It is estimated there are about two million people living with sight loss in the UK today. The difficulties they experience range from reading a newspaper to severe visual impairment. Within this number, visual impairment affects about 10 per cent of those aged 65 to 75, and 20 per cent aged 75 and over.
In 2017, there were just shy of 12 million people aged 65 years and over. Indeed, a 2016 government survey, titled ‘The future of an ageing population’, predicted that by 2040, nearly one in seven people would be aged 75 and over. As eye health care providers, we cannot ignore these statistics.
Before the pandemic, low vision services throughout the UK were inconsistent; some countries provide this in secondary care, some via charities and others by community optical practices.
The Clinical Council for Eye Health Commissioning (CCEHC) in England recently conducted a survey highlighting the need for change. It recommended that low vision services be included in system recovery and transformation planning. As dispensing opticians, low vision is one our core competencies so we are well placed to help with this.
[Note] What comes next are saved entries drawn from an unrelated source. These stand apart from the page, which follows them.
//! Configuration for cross-validation runs
//!
//! A [`CrossValidationConfig`] can be built in code, parsed from TOML, YAML or
//! JSON, and overridden from `FOLDSCORE_*` environment variables.

use crate::error::{ensure_same_length, Error, Result};
use crate::ml::metrics::classification::Scores;
use crate::ml::model_selection::{
    cross_validation_scores_with, par_cross_validation_scores_with, KFold, DEFAULT_N_SPLITS,
};
use crate::ml::models::Estimator;
use serde::{Deserialize, Serialize};
use std::env;
use std::fs;
use std::path::Path;

/// Cross-validation settings
#[derive(Debug, Clone, PartialEq, Eq, Serialize, Deserialize)]
#[serde(default)]
pub struct CrossValidationConfig {
    /// Number of folds
    pub n_splits: usize,
    /// Draw fold contents at random
    pub shuffle: bool,
    /// Seed for the fold draw (None = seeded from the OS)
    pub random_state: Option<u64>,
    /// Evaluate folds on the rayon thread pool
    pub parallel: bool,
}

impl Default for CrossValidationConfig {
    fn default() -> Self {
        CrossValidationConfig {
            n_splits: DEFAULT_N_SPLITS,
            shuffle: true,
            random_state: None,
            parallel: false,
        }
    }
}

/// Builder for CrossValidationConfig
pub struct CrossValidationConfigBuilder {
    config: CrossValidationConfig,
}

impl CrossValidationConfigBuilder {
    pub fn new() -> Self {
        CrossValidationConfigBuilder {
            config: CrossValidationConfig::default(),
        }
    }

    pub fn n_splits(mut self, n_splits: usize) -> Self {
        self.config.n_splits = n_splits;
        self
    }

    pub fn shuffle(mut self, shuffle: bool) -> Self {
        self.config.shuffle = shuffle;
        self
    }

    pub fn random_state(mut self, seed: u64) -> Self {
        self.config.random_state = Some(seed);
        self
    }

    pub fn parallel(mut self, parallel: bool) -> Self {
        self.config.parallel = parallel;
        self
    }

    pub fn build(self) -> Result<CrossValidationConfig> {
        self.config.validate()?;
        Ok(self.config)
    }
}

impl Default for CrossValidationConfigBuilder {
    fn default() -> Self {
        Self::new()
    }
}

impl CrossValidationConfig {
    /// Check that the settings describe a usable partitioner
    pub fn validate(&self) -> Result<()> {
        if self.n_splits == 0 {
            return Err(Error::InvalidConfiguration(
                "n_splits must be at least 1".to_string(),
            ));
        }
        Ok(())
    }

    /// Parse from a TOML document
    pub fn from_toml_str(contents: &str) -> Result<Self> {
        let config: Self = toml::from_str(contents)?;
        config.validate()?;
        Ok(config)
    }

    /// Parse from a YAML document
    pub fn from_yaml_str(contents: &str) -> Result<Self> {
        let config: Self = serde_yaml::from_str(contents)?;
        config.validate()?;
        Ok(config)
    }

    /// Parse from a JSON document
    pub fn from_json_str(contents: &str) -> Result<Self> {
        let config: Self = serde_json::from_str(contents)?;
        config.validate()?;
        Ok(config)
    }

    /// Load configuration from a file (format chosen by extension)
    pub fn from_file<P: AsRef<Path>>(path: P) -> Result<Self> {
        let path = path.as_ref();
        let contents = fs::read_to_string(path)?;

        match path.extension().and_then(|ext| ext.to_str()) {
            Some("toml") => Self::from_toml_str(&contents),
            Some("yaml") | Some("yml") => Self::from_yaml_str(&contents),
            Some("json") => Self::from_json_str(&contents),
            Some(ext) => Err(Error::Format(format!(
                "Unsupported config file format: {}",
                ext
            ))),
            None => Err(Error::Format(format!(
                "Config file has no extension: {}",
                path.display()
            ))),
        }
    }

    /// Override settings from `FOLDSCORE_N_SPLITS`, `FOLDSCORE_SHUFFLE`,
    /// `FOLDSCORE_RANDOM_STATE` and `FOLDSCORE_PARALLEL`
    pub fn apply_env(self) -> Result<Self> {
        self.apply_overrides(|key| env::var(key).ok())
    }

    fn apply_overrides<F>(mut self, lookup: F) -> Result<Self>
    where
        F: Fn(&str) -> Option<String>,
    {
        fn parse<T: std::str::FromStr>(key: &str, value: &str) -> Result<T>
        where
            T::Err: std::fmt::Display,
        {
            value
                .trim()
                .parse()
                .map_err(|e| Error::InvalidConfiguration(format!("Invalid {}: {}", key, e)))
        }

        if let Some(v) = lookup("FOLDSCORE_N_SPLITS") {
            self.n_splits = parse("FOLDSCORE_N_SPLITS", &v)?;
        }
        if let Some(v) = lookup("FOLDSCORE_SHUFFLE") {
            self.shuffle = parse("FOLDSCORE_SHUFFLE", &v)?;
        }
        if let Some(v) = lookup("FOLDSCORE_RANDOM_STATE") {
            self.random_state = Some(parse("FOLDSCORE_RANDOM_STATE", &v)?);
        }
        if let Some(v) = lookup("FOLDSCORE_PARALLEL") {
            self.parallel = parse("FOLDSCORE_PARALLEL", &v)?;
        }

        self.validate()?;
        Ok(self)
    }

    /// Build the partitioner described by this configuration
    pub fn to_kfold(&self) -> Result<KFold> {
        let kfold = KFold::new(self.n_splits)?.with_shuffle(self.shuffle);
        Ok(match self.random_state {
            Some(seed) => kfold.with_random_state(seed),
            None => kfold,
        })
    }

    /// Cross-validate `estimator`, sequentially or in parallel
    pub fn run<M, R, L>(
        &self,
        estimator: &mut M,
        x: &[R],
        y: &[L],
    ) -> std::result::Result<Vec<Scores>, M::Error>
    where
        M: Estimator<R, L> + Clone + Send + Sync,
        M::Error: Send,
        R: Clone + Sync,
        L: Clone + Sync,
    {
        ensure_same_length(x.len(), y.len())?;
        let kfold = self.to_kfold()?;
        log::info!(
            "cross-validating {} rows over {} folds (shuffle: {}, parallel: {})",
            x.len(),
            kfold.n_splits(),
            kfold.shuffle(),
            self.parallel
        );

        if self.parallel {
            par_cross_validation_scores_with(&*estimator, x, y, &kfold)
        } else {
            cross_validation_scores_with(estimator, x, y, &kfold)
        }
    }
}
We can help patients to live independently at home by providing advice on lighting, adaptations, low vision aids and IT. If this service is available in local communities, it will not only be easily accessible for the patient but it will also free capacity in secondary care in some areas.
ABDO has been working with CCEHC in England and together, we have asked NHS England to consider the results of the aforementioned survey with a view to delivering a national low vision service within England. We are also working with the Scottish government on implementing a national low vision service and are happy to see more DOs in Wales participating in their national low vision service.
I urge you and your practice team to update yourselves with all the latest information, and get involved if there is a low vision service in your area. There are many CPD articles and webinars available, along with advice about business models that your practice can benefit from.
We cannot be complacent; we all have the knowledge, location and means we need to make a difference for people with low vision.